Die Natur reagiert auf knapp werdende Nahrungsquellen und neue Feinde mit Mutationen. Es entwickeln sich eine Vielzahl von Lebewesen mit besseren Überlebensfähigkeiten. So können wir uns das auch im Marketing vorstellen. Es gibt nicht nur den CMO, sondern den chief growth officer, chief strategy officer und viele neue Varianten von CMOs mit einer Armada von Phantasienamen, wie chief mood officer, chief mutinity officer (Meuterer), chief meaning officer, chief momemtum officer.

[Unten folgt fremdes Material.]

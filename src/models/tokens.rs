use crate::error::AppError;
use crate::models::{bounded, User};
use async_trait::async_trait;
use chrono::{DateTime, Utc};
use sqlx::PgPool;
use std::time::Duration;

pub const SCOPE_ACTIVATION: &str = "activation";
pub const SCOPE_AUTHENTICATION: &str = "authentication";

/// Stored token. Only the hash of the plaintext is persisted; generating and
/// hashing tokens happens outside this crate.
#[derive(Clone, Debug, PartialEq)]
pub struct Token {
    pub hash: Vec<u8>,
    pub user_id: i64,
    pub expiry: DateTime<Utc>,
    pub scope: String,
}

#[async_trait]
pub trait TokenStore: Send + Sync {
    async fn insert(&self, token: &Token) -> Result<(), AppError>;

    async fn delete_all_for_user(&self, scope: &str, user_id: i64) -> Result<(), AppError>;

    /// Owner of an unexpired token with the given scope and hash.
    async fn get_user_for_token(&self, scope: &str, hash: &[u8]) -> Result<User, AppError>;
}

const INSERT_TOKEN: &str = r#"
INSERT INTO tokens (hash, user_id, expiry, scope)
VALUES ($1, $2, $3, $4)"#;

const DELETE_TOKENS_FOR_USER: &str = r#"
DELETE FROM tokens
WHERE scope = $1 AND user_id = $2"#;

const SELECT_USER_FOR_TOKEN: &str = r#"
SELECT users.id, users.created_at, users.name, users.email, users.password_hash, users.activated, users.version
FROM users
INNER JOIN tokens ON users.id = tokens.user_id
WHERE tokens.hash = $1
AND tokens.scope = $2
AND tokens.expiry > $3"#;

pub struct PgTokenRepository {
    pool: PgPool,
    timeout: Duration,
}

impl PgTokenRepository {
    pub fn new(pool: PgPool, timeout: Duration) -> Self {
        PgTokenRepository { pool, timeout }
    }
}

#[async_trait]
impl TokenStore for PgTokenRepository {
    async fn insert(&self, token: &Token) -> Result<(), AppError> {
        tracing::debug!(sql = %INSERT_TOKEN, user_id = token.user_id, scope = %token.scope, "query");
        bounded(
            self.timeout,
            sqlx::query(INSERT_TOKEN)
                .bind(&token.hash)
                .bind(token.user_id)
                .bind(token.expiry)
                .bind(&token.scope)
                .execute(&self.pool),
        )
        .await?;
        Ok(())
    }

    async fn delete_all_for_user(&self, scope: &str, user_id: i64) -> Result<(), AppError> {
        tracing::debug!(sql = %DELETE_TOKENS_FOR_USER, user_id, scope, "query");
        bounded(
            self.timeout,
            sqlx::query(DELETE_TOKENS_FOR_USER)
                .bind(scope)
                .bind(user_id)
                .execute(&self.pool),
        )
        .await?;
        Ok(())
    }

    async fn get_user_for_token(&self, scope: &str, hash: &[u8]) -> Result<User, AppError> {
        tracing::debug!(sql = %SELECT_USER_FOR_TOKEN, scope, "query");
        bounded(
            self.timeout,
            sqlx::query_as::<_, User>(SELECT_USER_FOR_TOKEN)
                .bind(hash)
                .bind(scope)
                .bind(Utc::now())
                .fetch_optional(&self.pool),
        )
        .await?
        .ok_or(AppError::NotFound)
    }
}
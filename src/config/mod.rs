pub mod types;
pub mod loader;
pub mod validator;

pub use types::*;
pub use loader::*;
pub use validator::*;
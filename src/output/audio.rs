//! Audio encoder output channel

use super::{Output, OutputChannel};
use crate::codec::{AudioCodecParams, Codec, CodecParameters, CodecParamsType};
use crate::container::ContainerWriter;
use crate::convert::{self, Resampler};
use crate::dictionary::Dictionary;
use crate::format::{AudioFormat, MediaType};
use crate::frame::Frame;
use crate::options::AudioOptions;
use crate::time_stamp::{Rational, TimeStamp};
use crate::{Error, Result};

/// Samples per frame for codecs that accept any frame size
pub const VARIABLE_FRAME_SAMPLES: usize = 10000;

/// Producer-side buffer and the resampler feeding the encoder's frame
struct Intermediate {
    frame: Frame,
    resampler: Resampler,
}

/// Encodes audio frames into one stream of a container
pub struct AudioOutput {
    output: Output,
    options: AudioOptions,
    /// Frame in the encoder's format
    frame: Frame,
    intermediate: Option<Intermediate>,
    /// Presentation time of the next frame, in samples
    time_stamp: TimeStamp,
    sample_count: usize,
}

impl AudioOutput {
    /// Add an audio stream to `container` and open its encoder.
    ///
    /// Options consumed by the encoder are removed from `codec_options`.
    pub fn new(
        container: &mut ContainerWriter,
        codec_options: &mut Dictionary,
        options: AudioOptions,
    ) -> Result<Self> {
        let codec = Output::select_codec(container, MediaType::Audio, options.codec)?;
        let time_base = Rational::per(options.sample_rate)?;
        let stream_index = container.add_stream(MediaType::Audio, time_base)?;

        let sample_format = codec.default_sample_format();
        options.require_compatible(codec)?;

        let parameters = CodecParameters {
            codec_id: codec.id,
            bit_rate: options.bit_rate,
            time_base,
            global_header: false,
            extradata: Vec::new(),
            params: CodecParamsType::Audio(AudioCodecParams {
                sample_rate: options.sample_rate,
                channel_layout: options.channel_layout,
                sample_format,
                frame_size: 0,
            }),
        };

        let output = Output::open(container, codec, stream_index, parameters, codec_options)?;
        let sample_count = Self::buffer_size(codec, output.encoder().frame_size())?;

        let codec_format = AudioFormat {
            sample_format,
            ..options.format()
        };
        let frame = Frame::audio(codec_format, sample_count)?;

        let intermediate = if convert::needs_conversion(&options.format(), &codec_format) {
            Some(Intermediate {
                frame: Frame::audio(options.format(), sample_count)?,
                resampler: Resampler::new(options.format(), codec_format)?,
            })
        } else {
            None
        };

        tracing::debug!(
            codec = codec.name,
            stream = stream_index,
            sample_rate = options.sample_rate,
            layout = %options.channel_layout,
            producer_format = %options.sample_format,
            codec_format = %sample_format,
            sample_count,
            converting = intermediate.is_some(),
            "Audio output opened"
        );

        Ok(Self {
            output,
            options,
            frame,
            intermediate,
            time_stamp: TimeStamp::new(0, time_base),
            sample_count,
        })
    }

    fn buffer_size(codec: &Codec, frame_size: u32) -> Result<usize> {
        if codec.capabilities.variable_frame_size {
            return Ok(VARIABLE_FRAME_SAMPLES);
        }

        if frame_size == 0 {
            return Err(Error::Codec(format!(
                "{} encoder reported no frame size",
                codec.name
            )));
        }

        Ok(frame_size as usize)
    }

    /// Writable buffer in the producer's sample format.
    ///
    /// Calling this twice without `write_frame()` returns the same buffer.
    pub fn next_frame(&mut self) -> Result<&mut Frame> {
        self.frame.make_writable();

        match &mut self.intermediate {
            Some(intermediate) => {
                intermediate.frame.make_writable();
                Ok(&mut intermediate.frame)
            }
            None => Ok(&mut self.frame),
        }
    }

    /// Convert, stamp and encode the current buffer
    ///
    /// The time stamp only advances when the frame was accepted.
    pub fn write_frame(&mut self, container: &mut ContainerWriter) -> Result<()> {
        self.output.ensure_writable()?;

        if let Some(intermediate) = &mut self.intermediate {
            let converted = intermediate
                .resampler
                .convert(&intermediate.frame, &mut self.frame)?;

            if converted != self.frame.nb_samples() {
                return Err(Error::Codec(format!(
                    "Error while converting: {} of {} samples",
                    converted,
                    self.frame.nb_samples()
                )));
            }
        }

        self.frame.set_pts(Some(self.time_stamp.count()));
        self.output.write(container, &self.frame)?;
        self.time_stamp += self.frame.nb_samples() as i64;
        Ok(())
    }

    /// Drain the encoder, returning the number of drain iterations
    pub fn flush(&mut self, container: &mut ContainerWriter) -> Result<usize> {
        self.output.flush(container)
    }

    /// Presentation time of the next frame
    pub fn time_stamp(&self) -> TimeStamp {
        self.time_stamp
    }

    /// Samples per channel in each frame
    pub fn sample_count(&self) -> usize {
        self.sample_count
    }

    pub fn options(&self) -> &AudioOptions {
        &self.options
    }

    pub fn codec(&self) -> &'static Codec {
        self.output.codec()
    }

    pub fn stream_index(&self) -> usize {
        self.output.stream_index()
    }

    /// Time base of frame timestamps
    pub fn time_base(&self) -> Rational {
        self.output.time_base()
    }
}

impl OutputChannel for AudioOutput {
    fn time_stamp(&self) -> TimeStamp {
        AudioOutput::time_stamp(self)
    }

    fn next_frame(&mut self) -> Result<&mut Frame> {
        AudioOutput::next_frame(self)
    }

    fn write_frame(&mut self, container: &mut ContainerWriter) -> Result<()> {
        AudioOutput::write_frame(self, container)
    }

    fn flush(&mut self, container: &mut ContainerWriter) -> Result<usize> {
        AudioOutput::flush(self, container)
    }
}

Die „chief mood officers“ haben wir uns schon mal genauer angesehen. Welche Eigenschaften und Fertigkeiten haben sie entwickelt, um sich schwierigen, feindseligen Umständen anzupassen? Sie greifen nie direkt an, sie kämpfen nicht mit harten Bandagen. Sie haben begriffen, dass Einwände in Budgetverhandlungen selten rational, sondern meistens emotional motiviert sind. Gegen Gefühle kommt man nicht mit logischen Argumenten an. Chief Mood Officers verändern daher lieber die Stimmung im Raum und umschiffen diplomatisch etwaige Hindernisse.
„It´s amazing how communicators can make complex things easy. That´s swagger, wowing people without attacking or defending“.
Ihre Überlebenstaktiken sind Leichtigkeit und Humor. Ein Gesprächspartner formuliert es so:
„We are the energy-lifters in the C-suite“.
Man könnte sie auch Chief-Mutmacher nennen. Gebraucht werden sie in konservativen, stark regulierten Industrien und überall dort wo Angst und Widerstand gegen Veränderungen vorherrschen.
Bei der Auswertung der Gespräche zeichnen sich bereits weitere Mutationen ab – neue Rollenbilder, die zeigen, welche Eigenschaften und Fähigkeiten diese neuen Helden des Marketings und ihre beratenden Agenturen auszeichnen.
Schon jetzt ist zu sehen: CMOs, die sich auf die ureigensten Stärken Kreativer besinnen, sind nicht vom Aussterben bedroht, sondern einzigartige Werttreiber der wirtschaftlichen Welt.
„It´s the only C-suite role where the job is actually fielding absurdity “.
gab ein CMO zu Protokoll. In einer krisengeschüttelten und chaotischen Welt werden sie dringender gebraucht denn je. Ihr Selbstverständnis ist in dem Zitat treffend zusammengefasst:
„Let´s marketing lead the way when the world is messy! “
Und das ist nicht nur Wunschdenken. Das beweisen Studien wie die von Mc Kinsey. Unternehmen, in denen CMOs ein kundenorientiertes Wachstum vorantreiben, erzielen eine 1,4-mal höhere Umsatzleistung. Wenn diese Führungsrolle vollständig integriert ist, verdoppelt sich das Wachstum. Soviel zum Wert von Marketing.
Autor: Ingrid Wächter-Lauppe
Sie ist CEO der Agenturgruppe Wächter Worldwide Partners in München, Board-Mitglied von WorldwidePartners Inc, dem globalen Kollaborations-Netzwerk eigentümergeführter Agenturen mit rund 4000 Mitarbeitenden. Die Studie wurde John Harris, CEO Worldwide Partners Inc.initiiert, in Kooperation mit John Evans, dem „ uncensored CMO“ -Podcaster. Sie wurde von Monigle, einer unserer amerikanischen Top- Beratungsagenturen, federführend durchgeführt und gemeinsam mit Wächter ausgewertet.
Dieser Beitrag erschien in leicht gekürzter Form in der GWA-Rubrik „Übern Tag hinausdenken“ in der Novemberausgabe des Healthcare Marketing Magazins.